[Task input — start]

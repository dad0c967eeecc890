//! Load reporting: jobs started per status over named trailing windows.

use std::collections::BTreeMap;

use cdgrid_state::{DeploymentJob, JobStatus, StateStore};

use crate::error::{CoordinatorError, CoordinatorResult};

/// Named trailing windows, in seconds.
pub type Windows = BTreeMap<String, u64>;

/// `{window: {status: count}}`, every status present.
pub type LoadReport = BTreeMap<String, BTreeMap<&'static str, u64>>;

/// Windows used when the caller supplies none.
pub fn default_windows() -> Windows {
    [("1_hour", 3_600), ("1_day", 86_400), ("1_week", 604_800)]
        .into_iter()
        .map(|(name, secs)| (name.to_string(), secs))
        .collect()
}

/// Parse `name:seconds[,name:seconds...]`.
pub fn parse_windows(raw: &str) -> CoordinatorResult<Windows> {
    let mut windows = Windows::new();
    for entry in raw.split(',').map(str::trim).filter(|e| !e.is_empty()) {
        let (name, secs) = entry
            .split_once(':')
            .ok_or_else(|| CoordinatorError::InvalidWindows(format!("'{entry}' is not name:seconds")))?;
        let name = name.trim();
        if name.is_empty() {
            return Err(CoordinatorError::InvalidWindows(format!("'{entry}' has no name")));
        }
        let secs: u64 = secs.trim().parse().map_err(|_| {
            CoordinatorError::InvalidWindows(format!("'{entry}' has a non-numeric duration"))
        })?;
        if windows.insert(name.to_string(), secs).is_some() {
            return Err(CoordinatorError::InvalidWindows(format!("duplicate window '{name}'")));
        }
    }
    Ok(windows)
}

/// Read-only view over the job store.
#[derive(Clone)]
pub struct LoadReporter {
    store: StateStore,
}

impl LoadReporter {
    pub fn new(store: StateStore) -> Self {
        Self { store }
    }

    /// Count jobs by status for each window, ending at the store's clock.
    pub fn report(&self, windows: &Windows) -> CoordinatorResult<LoadReport> {
        let now = self.store.clock().now();
        let jobs = self.store.list_jobs()?;
        Ok(report_at(&jobs, windows, now))
    }
}

/// Count `jobs` whose `started_at` lies in `[now - secs, now]` per window.
pub fn report_at(jobs: &[DeploymentJob], windows: &Windows, now: u64) -> LoadReport {
    windows
        .iter()
        .map(|(name, secs)| {
            let since = now.saturating_sub(*secs);
            let mut counts: BTreeMap<&'static str, u64> =
                JobStatus::ALL.iter().map(|s| (s.as_str(), 0)).collect();
            for job in jobs
                .iter()
                .filter(|j| j.started_at >= since && j.started_at <= now)
            {
                *counts.entry(job.status.as_str()).or_default() += 1;
            }
            (name.clone(), counts)
        })
        .collect()
}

[Task input — finish]

» **Exercise description**
Using the records above, filter out every line that lacks the string "clock" and copy the rest.

» **Answer for this exercise**
    /// Count jobs by status for each window, ending at the store's clock.
        let now = self.store.clock().now();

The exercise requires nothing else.